A Journey Rooted in Raised By This Place

A holistic experience in ecological awareness, sacred play, and embodied storytelling

Raised By This Place is a living, unfolding process — a journey of reconnection with land, spirit, and self, grounded in creativity and relational learning.

This experience can be offered as a multi-day workshop, seasonal residency, retreat, or professional development program. It is adaptable to different communities and settings, but always delivered as a cohesive whole. The flow of activities builds emotional depth, poetic awareness, and embodied engagement over time.

Each session offers a layer of the experience. Together, they form a spiral — one that deepens presence, belonging, and ecological identity.

Core Components of the Journey

  • Embodied Storytelling: Skywoman Falling

    Participants are invited into the Haudenosaunee creation narrative of Skywoman, shared in Robin Wall Kimmerer’s Braiding Sweetgrass. Through music, movement, and improvisation, we explore what it means to fall, to be held, and to plant seeds in a new world.

    Experience includes:

    Embodied role-play of Skywoman story

    Soundscapes drawn from Indigenous musical traditions

    Group reflection on reciprocity, care, and the origins of place

  • Sacred Jars: Collecting Memories

    Inspired by In a Jar by Deborah Marcero, this contemplative practice invites participants to collect and assemble small natural items — stones, petals, feathers — into a personal altar of memory. Each jar holds a story, a feeling, a place, a person.

    Focuses on:

    Sensory memory and emotional expression

    Gratitude and the sacredness of the everyday

    Creating space for reflection and honoring loved ones

  • Terrariums: Miniature Worlds

    Participants build tiny ecosystems with soil, moss, and imagination, learning to observe and tend to life at a small scale. These living jars become metaphors for our shared planet — delicate, complex, and in need of nurturing.

    Guiding questions:

    What makes something feel alive?

    What would it be like to live inside this world?

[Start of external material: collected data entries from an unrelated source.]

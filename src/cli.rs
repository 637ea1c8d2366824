//! Command-line interface parsing for the IHR client
//!
//! This module defines the `ihr` command and its per-dataset subcommands
//! using clap, plus parsing of the time-range arguments, which accept either
//! plain dates or full RFC 3339 timestamps.

use std::path::PathBuf;

use chrono::{DateTime, NaiveDate, NaiveDateTime, TimeZone, Utc};
use clap::{Args, Parser, Subcommand};
use thiserror::Error;

use crate::fetch::DEFAULT_WORKERS;
use crate::query::TimeRange;

/// Error types for CLI argument parsing
#[derive(Debug, Error)]
pub enum CliError {
    /// The time argument is not in a recognized format
    #[error("invalid time '{0}': expected YYYY-MM-DD or an RFC 3339 timestamp")]
    InvalidTime(String),
}

/// Fetch Internet Health Report datasets
#[derive(Parser, Debug)]
#[command(name = "ihr")]
#[command(about = "Fetch Internet Health Report datasets with pagination and caching")]
#[command(version)]
pub struct Cli {
    #[command(subcommand)]
    pub command: Command,
}

/// Options shared by every dataset subcommand
#[derive(Args, Debug)]
pub struct CommonArgs {
    /// Start of the time range (YYYY-MM-DD or RFC 3339)
    #[arg(long)]
    pub start: String,

    /// End of the time range (YYYY-MM-DD or RFC 3339)
    #[arg(long)]
    pub end: String,

    /// Address family (4 or 6)
    #[arg(long, default_value_t = 4)]
    pub af: u8,

    /// Disable the on-disk result cache
    #[arg(long)]
    pub no_cache: bool,

    /// Directory for cached results (defaults to the user cache directory)
    #[arg(long, value_name = "DIR")]
    pub cache_dir: Option<PathBuf>,

    /// Override the API endpoint URL
    #[arg(long, value_name = "URL")]
    pub url: Option<String>,

    /// Maximum number of concurrent page downloads
    #[arg(long, default_value_t = DEFAULT_WORKERS)]
    pub workers: usize,
}

impl CommonArgs {
    /// Parses the start/end arguments into a [`TimeRange`].
    pub fn time_range(&self) -> Result<TimeRange, CliError> {
        Ok(TimeRange::new(
            parse_time_arg(&self.start)?,
            parse_time_arg(&self.end)?,
        ))
    }
}

#[derive(Subcommand, Debug)]
pub enum Command {
    /// Fetch AS hegemony (inter-AS dependency) scores
    Hegemony {
        #[command(flatten)]
        common: CommonArgs,

        /// Origin ASN of interest (repeatable); 0 for global hegemony
        #[arg(long = "origin-asn", value_name = "ASN")]
        origin_asns: Vec<u32>,

        /// Restrict results to dependencies on this ASN (repeatable)
        #[arg(long = "asn", value_name = "ASN")]
        asns: Vec<u32>,
    },
    /// Fetch forwarding anomaly alarms
    Forwarding {
        #[command(flatten)]
        common: CommonArgs,

        /// ASN of interest (repeatable)
        #[arg(long = "asn", value_name = "ASN")]
        asns: Vec<u32>,
    },
    /// Fetch network disconnection events
    Disconnect {
        #[command(flatten)]
        common: CommonArgs,

        /// Stream name of interest, e.g. a country code (repeatable)
        #[arg(long = "stream", value_name = "NAME")]
        streams: Vec<String>,
    },
}

/// Parses a time argument into a UTC timestamp.
///
/// Accepts RFC 3339 (`2018-09-15T12:00:00Z`), a bare datetime interpreted as
/// UTC (`2018-09-15T12:00:00`), or a date (`2018-09-15`, meaning midnight).
pub fn parse_time_arg(s: &str) -> Result<DateTime<Utc>, CliError> {
    if let Ok(dt) = DateTime::parse_from_rfc3339(s) {
        return Ok(dt.with_timezone(&Utc));
    }
    if let Ok(dt) = NaiveDateTime::parse_from_str(s, "%Y-%m-%dT%H:%M:%S") {
        return Ok(Utc.from_utc_datetime(&dt));
    }
    if let Ok(date) = NaiveDate::parse_from_str(s, "%Y-%m-%d") {
        if let Some(dt) = date.and_hms_opt(0, 0, 0) {
            return Ok(Utc.from_utc_datetime(&dt));
        }
    }
    Err(CliError::InvalidTime(s.to_string()))
}
//! Cache module for storing completed query results on disk
//!
//! This module provides a store that persists the full page sequence of a
//! resolved query to the filesystem, keyed by the query's cache key. There is
//! no expiry: a file that exists is treated as complete and valid, so repeated
//! retrievals with the same filters are served without touching the network.

mod store;

pub use store::ResultCache;
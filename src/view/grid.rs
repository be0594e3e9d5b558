//! The grid widget: one header row plus the windowed body.
//!
//! Only rows inside the [`VirtualWindow`] are touched; everything else is
//! accounted for by the scroll offset. Column geometry is computed once per
//! frame by [`layout_columns`] and reused for mouse hit testing.

use super::constants::{
    COLUMN_SPACING, EXPANSION_COLUMN_WIDTH, HEADER_HEIGHT, MIN_DATA_COLUMN_WIDTH, SELECTION_COLUMN_WIDTH,
    WRAPPED_HEADER_HEIGHT,
};
use super::styles::GridStyles;
use crate::model::{Align, ColumnKey, SortSpec, TableRow};
use crate::state::{EditingCell, PageSelection};
use crate::state::table_state::TableState;
use crate::view_state::{EffectiveColumn, EffectiveColumns, VirtualWindow};
use ratatui::{
    buffer::Buffer,
    layout::Rect,
    style::{Modifier, Style},
    widgets::Widget,
};
use unicode_width::{UnicodeWidthChar, UnicodeWidthStr};

// ===== Geometry =====

/// Where one effective column lands on screen.
#[derive(Debug, Clone, Copy)]
pub struct GridColumn<'a> {
    /// The column.
    pub column: EffectiveColumn<'a>,
    /// Left edge.
    pub x: u16,
    /// Width in cells.
    pub width: u16,
}

/// Lay out `columns` across `width` cells starting at `x`.
///
/// Synthetic columns and data columns with a width hint get their fixed width;
/// the rest share what is left, never narrower than
/// [`MIN_DATA_COLUMN_WIDTH`]. Columns that would start past the right edge
/// are dropped and the last one is clipped.
pub fn layout_columns<'a>(columns: &EffectiveColumns<'a>, x: u16, width: u16) -> Vec<GridColumn<'a>> {
    let count = columns.len() as u16;
    let spacing = COLUMN_SPACING.saturating_mul(count.saturating_sub(1));
    let fixed: u16 = columns.iter().filter_map(|c| fixed_width(&c)).fold(0u16, u16::saturating_add);
    let flexible = columns.iter().filter(|c| fixed_width(c).is_none()).count() as u16;
    let share = match flexible {
        0 => 0,
        n => (width.saturating_sub(fixed).saturating_sub(spacing) / n).max(MIN_DATA_COLUMN_WIDTH),
    };

    let right = x.saturating_add(width);
    let mut cursor = x;
    let mut laid_out = Vec::with_capacity(columns.len());
    for column in columns.iter() {
        if cursor >= right {
            break;
        }
        let wanted = fixed_width(&column).unwrap_or(share);
        let width = wanted.min(right - cursor);
        laid_out.push(GridColumn { column, x: cursor, width });
        cursor = cursor.saturating_add(wanted).saturating_add(COLUMN_SPACING);
    }
    laid_out
}

fn fixed_width(column: &EffectiveColumn<'_>) -> Option<u16> {
    match column {
        EffectiveColumn::Expansion => Some(EXPANSION_COLUMN_WIDTH),
        EffectiveColumn::Selection => Some(SELECTION_COLUMN_WIDTH),
        EffectiveColumn::Data(column) => column.width_hint(),
    }
}

/// Lines the header needs: two when a wrapping header is wider than its column.
pub fn header_height(columns: &[GridColumn<'_>]) -> u16 {
    let wraps = columns.iter().any(|c| match c.column {
        EffectiveColumn::Data(data) => data.wraps_header() && data.header().width() > usize::from(c.width),
        _ => false,
    });
    if wraps {
        WRAPPED_HEADER_HEIGHT
    } else {
        HEADER_HEIGHT
    }
}

/// Split `text` into a first line of at most `width` cells and the rest.
///
/// Breaks after the last space that fits, or mid-word when none does.
pub fn wrap_header(text: &str, width: u16) -> (String, String) {
    let width = usize::from(width);
    if text.width() <= width {
        return (text.to_string(), String::new());
    }
    let mut used = 0;
    let mut cut = 0;
    let mut last_space = None;
    for (index, ch) in text.char_indices() {
        let w = ch.width().unwrap_or(0);
        if used + w > width {
            break;
        }
        if ch == ' ' {
            last_space = Some(index);
        }
        used += w;
        cut = index + ch.len_utf8();
    }
    match last_space {
        Some(space) if space > 0 => (text[..space].to_string(), text[space + 1..].trim_start().to_string()),
        _ => (text[..cut].to_string(), text[cut..].to_string()),
    }
}

/// Index into `columns` of the column covering screen column `x`.
pub fn column_at(columns: &[GridColumn<'_>], x: u16) -> Option<usize> {
    columns
        .iter()
        .position(|c| x >= c.x && x < c.x.saturating_add(c.width))
}

/// Pad or truncate `text` to exactly `width` cells.
///
/// Truncated text ends in `…`. Line breaks are flattened to spaces.
pub fn fit(text: &str, width: u16, align: Align) -> String {
    let width = usize::from(width);
    if width == 0 {
        return String::new();
    }
    let flat: String = text.chars().map(|c| if c.is_control() { ' ' } else { c }).collect();
    let clipped = if flat.width() > width {
        let mut out = String::new();
        let mut used = 0;
        for ch in flat.chars() {
            let w = ch.width().unwrap_or(0);
            if used + w + 1 > width {
                break;
            }
            used += w;
            out.push(ch);
        }
        out.push('…');
        out
    } else {
        flat
    };

    let pad = width.saturating_sub(clipped.width());
    match align {
        Align::Left => format!("{clipped}{}", " ".repeat(pad)),
        Align::Right => format!("{}{clipped}", " ".repeat(pad)),
        Align::Center => {
            let left = pad / 2;
            format!("{}{clipped}{}", " ".repeat(left), " ".repeat(pad - left))
        }
    }
}

// ===== GridView =====

/// Drag feedback for the header.
#[derive(Debug, Clone, Copy, Default)]
pub struct DragHighlight<'a> {
    /// Column being dragged.
    pub source: Option<&'a ColumnKey>,
    /// Column under the drag.
    pub target: Option<&'a ColumnKey>,
}

/// Header plus windowed body rows.
pub struct GridView<'a, R> {
    columns: &'a [GridColumn<'a>],
    rows: &'a [&'a R],
    window: VirtualWindow,
    scroll_offset: usize,
    state: &'a TableState,
    page_selection: PageSelection,
    editing: Option<&'a EditingCell>,
    drag: DragHighlight<'a>,
    cursor_row: Option<usize>,
    focused_column: Option<&'a ColumnKey>,
    styles: &'a GridStyles,
}

impl<'a, R: TableRow> GridView<'a, R> {
    /// Grid over the displayed `rows`, drawing only `window`.
    pub fn new(
        columns: &'a [GridColumn<'a>],
        rows: &'a [&'a R],
        window: VirtualWindow,
        state: &'a TableState,
        styles: &'a GridStyles,
    ) -> Self {
        Self {
            columns,
            rows,
            window,
            scroll_offset: 0,
            state,
            page_selection: PageSelection::None,
            editing: None,
            drag: DragHighlight::default(),
            cursor_row: None,
            focused_column: None,
            styles,
        }
    }

    /// First body line shown.
    pub fn scroll_offset(mut self, offset: usize) -> Self {
        self.scroll_offset = offset;
        self
    }

    /// Header checkbox state.
    pub fn page_selection(mut self, selection: PageSelection) -> Self {
        self.page_selection = selection;
        self
    }

    /// Cell in edit mode.
    pub fn editing(mut self, cell: Option<&'a EditingCell>) -> Self {
        self.editing = cell;
        self
    }

    /// Drag feedback.
    pub fn drag(mut self, drag: DragHighlight<'a>) -> Self {
        self.drag = drag;
        self
    }

    /// Row and column with keyboard focus.
    pub fn cursor(mut self, row: Option<usize>, column: Option<&'a ColumnKey>) -> Self {
        self.cursor_row = row;
        self.focused_column = column;
        self
    }

    fn header_style(&self, key: &ColumnKey, sort: Option<&SortSpec>) -> Style {
        if self.drag.source == Some(key) {
            self.styles.dragged_header
        } else if self.drag.target == Some(key) {
            self.styles.drop_target
        } else if self.focused_column == Some(key) {
            self.styles.focused_header
        } else if sort.is_some_and(|s| &s.key == key) {
            self.styles.sorted_header
        } else {
            self.styles.header
        }
    }

    fn render_header(&self, area: Rect, height: u16, buf: &mut Buffer) {
        let sort = self.state.sort();
        for column in self.columns {
            let (text, style, align) = match column.column {
                EffectiveColumn::Expansion => (String::new(), self.styles.header, Align::Left),
                EffectiveColumn::Selection => {
                    (self.page_selection.glyph().to_string(), self.styles.header, Align::Left)
                }
                EffectiveColumn::Data(data) => {
                    let arrow = match sort {
                        Some(spec) if &spec.key == data.key() => format!(" {}", spec.direction.arrow()),
                        _ => String::new(),
                    };
                    (
                        format!("{}{arrow}", data.header()),
                        self.header_style(data.key(), sort),
                        data.alignment(),
                    )
                }
            };
            let wraps = matches!(column.column, EffectiveColumn::Data(data) if data.wraps_header());
            if height > 1 && wraps {
                let (first, rest) = wrap_header(&text, column.width);
                buf.set_stringn(column.x, area.y, fit(&first, column.width, align), usize::from(column.width), style);
                buf.set_stringn(column.x, area.y + 1, fit(&rest, column.width, align), usize::from(column.width), style);
            } else {
                buf.set_stringn(column.x, area.y, fit(&text, column.width, align), usize::from(column.width), style);
            }
        }
    }

    fn render_row(&self, row: &R, index: usize, y: u16, area: Rect, buf: &mut Buffer) {
        let selected = self.state.is_selected(row.id());
        let row_style = if self.cursor_row == Some(index) {
            self.styles.cursor_row
        } else if selected {
            self.styles.selected_row
        } else {
            Style::default()
        };
        buf.set_style(Rect::new(area.x, y, area.width, 1), row_style);

        for column in self.columns {
            match column.column {
                EffectiveColumn::Expansion => {
                    let glyph = if self.state.is_expanded(row.id()) { "▾" } else { "▸" };
                    buf.set_stringn(column.x, y, glyph, usize::from(column.width), row_style);
                }
                EffectiveColumn::Selection => {
                    let glyph = if selected { "[x]" } else { "[ ]" };
                    buf.set_stringn(column.x, y, glyph, usize::from(column.width), row_style);
                }
                EffectiveColumn::Data(data) => match self.editing {
                    Some(cell) if cell.is_at(row.id(), data.key()) => {
                        self.render_edit_cell(cell, column, y, buf);
                    }
                    _ => {
                        let text = fit(&data.cell_text(row), column.width, data.alignment());
                        buf.set_stringn(column.x, y, text, usize::from(column.width), row_style);
                    }
                },
            }
        }
    }

    fn render_edit_cell(&self, cell: &EditingCell, column: &GridColumn<'_>, y: u16, buf: &mut Buffer) {
        let mut style = self.styles.editing_cell;
        if cell.saving.is_some() {
            style = style.add_modifier(Modifier::DIM);
        }
        let text = cell.input.text();
        buf.set_stringn(column.x, y, fit(text, column.width, Align::Left), usize::from(column.width), style);

        let before: String = text.chars().take(cell.input.cursor()).collect();
        let offset = u16::try_from(before.width()).unwrap_or(u16::MAX);
        if cell.saving.is_none() && offset < column.width {
            buf.set_style(Rect::new(column.x + offset, y, 1, 1), self.styles.text_cursor);
        }
    }
}

impl<R: TableRow> Widget for GridView<'_, R> {
    fn render(self, area: Rect, buf: &mut Buffer) {
        if area.height == 0 || area.width == 0 {
            return;
        }
        let header = header_height(self.columns).min(area.height);
        self.render_header(area, header, buf);

        let body = Rect {
            y: area.y + header,
            height: area.height.saturating_sub(header),
            ..area
        };
        if body.height == 0 {
            return;
        }
        if self.rows.is_empty() {
            let message = fit("No records found", body.width, Align::Center);
            buf.set_stringn(body.x, body.y, message, usize::from(body.width), self.styles.muted);
            return;
        }

        let visible = self.scroll_offset..self.scroll_offset + usize::from(body.height);
        for index in self.window.indices().filter(|i| visible.contains(i)) {
            let Some(row) = self.rows.get(index) else {
                continue;
            };
            let y = body.y + (index - self.scroll_offset) as u16;
            self.render_row(row, index, y, body, buf);
        }
    }
}

#[cfg(test)]
#[path = "grid_tests.rs"]
mod tests;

    How do we care for the places we belong to?

  • Image Theater & Biophilic Questions

    Using techniques from Image Theater, participants create frozen “tableaux” to express their relationship with nature. We also invite playful inquiry: What if trees could talk? What if we were mud, or wind, or jaguars?

    Explores:

    Embodied imagination and symbolic play

    Personal relationships with outdoor spaces

    Dialogue with the more-than-human world

  • Poetry: I Was Raised By This Place

    Through guided sensory prompts and poetic structure, participants name what has raised them — wind, seasons, soil, family, stories. Inspired by children's reflections, this writing ritual becomes a collective remembrance and offering.